Health information blocking occurs when persons or entities knowingly and unreasonably interfere with the exchange or use of electronic health information. Our report examines the known extent of information blocking, provides criteria for identifying and distinguishing it from other barriers to interoperability, and describes steps the federal government and the private sector can take to deter this conduct.
This report is important and comes at a crucial time in the evolution of our nation’s health IT infrastructure. We recently released the Federal Health IT Strategic Plan 2015 – 2020 and the Draft Shared Nationwide Interoperability Roadmap. These documents describe challenges to achieving an interoperable learning health system and chart a course towards unlocking electronic health information so that it flows where and when it matters most for individual consumers, health care providers, and the public health community.

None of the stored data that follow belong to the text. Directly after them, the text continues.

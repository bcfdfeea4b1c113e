use std::collections::BTreeSet;
use std::sync::Arc;

use menuguard_agent::bootstrap::{build_event_sink, build_guardrails};
use menuguard_agent::guardrails::{GuardrailError, GuardrailManager, InputOutcome, OutputOutcome};
use menuguard_core::config::LoadOptions;
use menuguard_core::domain::allergen::Allergen;
use menuguard_core::domain::session::{SessionId, TurnState};
use menuguard_core::domain::topic::TopicLabel;
use menuguard_core::events::{FanoutEventSink, GuardrailEvent, InMemoryEventSink};
use serde::Serialize;

use crate::commands::{
    async_runtime, interface_error, interface_failure, prepare, to_json, CommandResult,
    EXIT_BOOTSTRAP,
};

#[derive(Debug, Serialize)]
struct CheckReport {
    command: &'static str,
    status: &'static str,
    session_id: String,
    input: InputReport,
    output: Option<OutputReport>,
    events: Vec<GuardrailEvent>,
}

#[derive(Debug, Serialize)]
struct InputReport {
    label: TopicLabel,
    similarity_score: f32,
    state: TurnState,
    reply: Option<String>,
    constraints: BTreeSet<Allergen>,
}

#[derive(Debug, Serialize)]
struct OutputReport {
    state: TurnState,
    text: String,
    corrections: usize,
}

pub fn run(
    options: LoadOptions,
    session_id: &str,
    input: &str,
    output: Option<&str>,
) -> CommandResult {
    let config = match prepare("check", options) {
        Ok(config) => config,
        Err(failure) => return failure,
    };
    let runtime = match async_runtime("check") {
        Ok(runtime) => runtime,
        Err(failure) => return failure,
    };

    let recorded = InMemoryEventSink::default();
    let sink = FanoutEventSink::default()
        .with(build_event_sink(&config.guardrails))
        .with(Arc::new(recorded.clone()));

    let manager = match runtime.block_on(build_guardrails(&config, Arc::new(sink))) {
        Ok(manager) => manager,
        Err(error) => {
            return CommandResult::failure("check", "bootstrap", error.to_string(), EXIT_BOOTSTRAP)
        }
    };

    let session_id = SessionId::new(session_id);
    let result = runtime.block_on(check_turn(&manager, &session_id, input, output));
    match result {
        Ok((input, output)) => {
            let report = CheckReport {
                command: "check",
                status: "ok",
                session_id: session_id.to_string(),
                input,
                output,
                events: recorded.events(),
            };
            CommandResult::raw(0, to_json("check", &report))
        }
        Err(error) => interface_failure("check", &interface_error("check", error)),
    }
}

async fn check_turn(
    manager: &GuardrailManager,
    session_id: &SessionId,
    input: &str,
    output: Option<&str>,
) -> Result<(InputReport, Option<OutputReport>), GuardrailError> {
    let outcome = manager.check_input(session_id, input).await?;
    let classification = outcome.classification();
    let constraints = match &outcome {
        InputOutcome::Passed { constraints, .. } => constraints.clone(),
        InputOutcome::Blocked { .. } | InputOutcome::Clarify { .. } => manager
            .session(session_id)
            .await
            .map(|session| session.constraints)
            .unwrap_or_default(),
    };
    let input_report = InputReport {
        label: classification.label,
        similarity_score: classification.score,
        state: outcome.state(),
        reply: outcome.reply().map(str::to_string),
        constraints,
    };

    // A reply is only validated for a turn whose input passed.
    let Some(generated) = output.filter(|_| outcome.is_passed()) else {
        return Ok((input_report, None));
    };

    let checked = manager.check_output(session_id, generated).await?;
    let corrections = match &checked {
        OutputOutcome::Corrected { corrections, .. } => corrections.len(),
        OutputOutcome::Blocked { .. } | OutputOutcome::Passed { .. } => 0,
    };
    let output_report =
        OutputReport { state: checked.state(), text: checked.text().to_string(), corrections };
    Ok((input_report, Some(output_report)))
}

While most people support these goals, some individual participants in the health care and health IT industries have strong incentives to exercise control over electronic health information in ways that unreasonably interfere with its exchange and use, including for patient care.
Over the last year, ONC has received many complaints of information blocking. We are becoming increasingly concerned about these practices, which devalue taxpayer investments in health IT and are fundamentally incompatible with efforts to transform the nation’s health system.
The full extent of the information blocking problem is difficult to assess, primarily because health IT developers impose contractual restrictions that prohibit customers from reporting or even discussing costs, restrictions, and other relevant details. Still, from the evidence available, it is readily apparent that some providers and developers are engaging in information blocking. And for reasons discussed in our report, this behavior may become more prevalent as technology and the need to exchange electronic health information continue to evolve and mature.
There are several actions ONC and other federal agencies can take to address certain aspects of the information blocking problem. These actions are outlined in our report and include:
• Proposing new certification requirements that strengthen surveillance of certified health IT capabilities “in the field.”
• Proposing new transparency obligations for certified health IT developers that require disclosure of restrictions, limitations, and additional types of costs associated with certified health IT capabilities.
• Specifying a nationwide governance framework for health information exchange that establishes clear principles about business, technical, and organizational practices related to interoperability and information sharing.
• Working with the Centers for Medicare & Medicaid Services to coordinate health care payment incentives and leverage other market drivers to reward interoperability and exchange and discourage information blocking.
• Helping federal and state law enforcement agencies identify and effectively investigate information blocking in cases where such conduct may violate existing federal or state laws.
• Working in concert with the HHS Office for Civil Rights to improve stakeholder understanding of the HIPAA Privacy and Security standards related to information sharing.